璃汰はずっと我慢していた涙を下まつ毛に浮かべていた。


もう。なんで泣いてるの。

うれし涙?


ポンポンと背中をさすってあげる。



今なら胸を張って言える。


異母姉妹(家族)とは名乗れなくとも、わたしと璃汰は誰より深くて大事な、友達。




『友達だから助けてんの?』

『リタちゃんみたいになるのは不可能』

『ブスはブスのまま』

『ブスは引っ込め』

『こいつがキャバ嬢にいてもリタちゃんと間違えねぇだろ』




「ブスじゃないわ」


「……璃汰?」


「この子はかわいいのよ」



涙を拭った璃汰が、ライブ配信を始めてから初めて仮面を外した。


凛とした眼差しで、力強くわたしの心臓をノックする。



「ここで証明してみせなさい。“かわいい”は作れる、と」



後ろに置いていたメイクポーチを受け取った。


ライブ配信でメイクすることに気後れしてしまうけれど、ためらうことはないよね。



いつも通りにやればいい。


毎朝のルーティーンを、ここで。



今から自分に

“かわいい”の魔法をかけて


エセお姫さまに変身するの。



小さな鏡を用意し、残ってるメイクを完全に落としてから時短メイクスタート。



おっ!有能アイテム見っけ!

てってれー!BBクリーム!!


日焼け止め・下地・ファンデーションをぎゅぎゅっとまとめられたBBクリームを、顔面の内側から外側に向けて大雑把に広げていく。スポンジでポンポンはたいてムラをなくす。
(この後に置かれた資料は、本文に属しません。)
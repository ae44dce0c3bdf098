//! Lambda Invoke API host for the mock worker.
//!
//! The workflow engine's Lambda client calls
//! `POST /2015-03-31/functions/{name}/invocations` with the task parameters as the
//! body. A task failure is still HTTP 200, flagged with `X-Amz-Function-Error`.

use std::net::SocketAddr;

use axum::Router;
use axum::body::Bytes;
use axum::extract::{Path, State};
use axum::http::{HeaderName, HeaderValue, StatusCode};
use axum::response::{IntoResponse, Response};
use axum::routing::post;
use axum::Json;
use serde_json::{Value, json};
use tokio::task::JoinHandle;
use tokio_util::sync::CancellationToken;
use tracing::{debug, error, info};

use super::{MockWorker, WorkerReply};

/// Route the engine invokes.
pub const INVOKE_ROUTE: &str = "/2015-03-31/functions/{name}/invocations";

const FUNCTION_ERROR_HEADER: HeaderName = HeaderName::from_static("x-amz-function-error");
const EXECUTED_VERSION_HEADER: HeaderName = HeaderName::from_static("x-amz-executed-version");

/// Host configuration for the mock worker HTTP server.
#[derive(Clone)]
pub struct MockWorkerServer {
    bind_address: SocketAddr,
    worker: MockWorker,
}

impl MockWorkerServer {
    pub fn new(bind_address: SocketAddr, worker: MockWorker) -> Self {
        Self { bind_address, worker }
    }

    /// Router serving the invoke route; exposed so it can be mounted elsewhere.
    pub fn router(worker: MockWorker) -> Router {
        Router::new().route(INVOKE_ROUTE, post(invoke)).with_state(worker)
    }

    /// Bind and start serving. The returned handle reports the bound address and
    /// shuts the server down.
    pub async fn start(self) -> std::io::Result<RunningMockWorkerServer> {
        let cancellation_token = CancellationToken::new();
        let listener = tokio::net::TcpListener::bind(self.bind_address).await?;
        let bound_address = listener.local_addr()?;
        let router = Self::router(self.worker);

        let server_handle = tokio::spawn({
            let shutdown = cancellation_token.child_token();
            async move {
                if let Err(error) = axum::serve(listener, router)
                    .with_graceful_shutdown(async move {
                        shutdown.cancelled().await;
                    })
                    .await
                {
                    error!(%error, "mock worker server stopped with an error");
                }
            }
        });

        info!(address = %bound_address, "mock worker listening");
        Ok(RunningMockWorkerServer {
            bind_address: bound_address,
            cancellation_token,
            server_handle,
        })
    }
}

/// Runtime handle for a running mock worker server.
#[derive(Debug)]
pub struct RunningMockWorkerServer {
    bind_address: SocketAddr,
    cancellation_token: CancellationToken,
    server_handle: JoinHandle<()>,
}

impl RunningMockWorkerServer {
    pub fn bound_address(&self) -> SocketAddr {
        self.bind_address
    }

    /// Stop accepting requests and wait for the server task to finish.
    pub async fn stop(self) -> Result<(), tokio::task::JoinError> {
        self.cancellation_token.cancel();
        self.server_handle.await
    }
}

async fn invoke(State(worker): State<MockWorker>, Path(name): Path<String>, body: Bytes) -> Response {
    let envelope: Value = if body.iter().all(u8::is_ascii_whitespace) {
        json!({})
    } else {
        match serde_json::from_slice(&body) {
            Ok(envelope) => envelope,
            Err(error) => {
                return failure_response("InvalidRequestContentException", &format!("invocation body is not JSON: {error}"));
            }
        }
    };
    debug!(lambda = %name, "mock worker invoked");

    match worker.invoke(envelope).await {
        Ok(WorkerReply::Output(output)) => (
            StatusCode::OK,
            [(EXECUTED_VERSION_HEADER, HeaderValue::from_static("$LATEST"))],
            Json(output),
        )
            .into_response(),
        Ok(WorkerReply::Failure(failure)) => failure_response(&failure.error_type, &failure.error_message),
        Err(error) => {
            error!(lambda = %name, %error, "mock worker could not reach the ledger");
            (
                StatusCode::INTERNAL_SERVER_ERROR,
                Json(json!({"Type": "Service", "message": error.to_string()})),
            )
                .into_response()
        }
    }
}

fn failure_response(error_type: &str, message: &str) -> Response {
    (
        StatusCode::OK,
        [
            (FUNCTION_ERROR_HEADER, HeaderValue::from_static("Unhandled")),
            (EXECUTED_VERSION_HEADER, HeaderValue::from_static("$LATEST")),
        ],
        Json(json!({"errorType": error_type, "errorMessage": message})),
    )
        .into_response()
}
コンシーラーで軽く赤味やらくすみやら隠し、お粉で覆う。


慣れた手つきで眉毛を描く。

アイシャドウは……璃汰とおそろいにしようかな。


さっき璃汰に使った物と同じ色で目元を明るくする。


タレ目に見えるよう目尻にアイラインを引き、マスカラでまつ毛を盛る。


手際よくノーズシャドウとハイライトを入れたら、オレンジ味の強いピンクのチークをほのかに乗せる。



最後にカサついた唇にリップを塗って潤して、白いマスクを装着。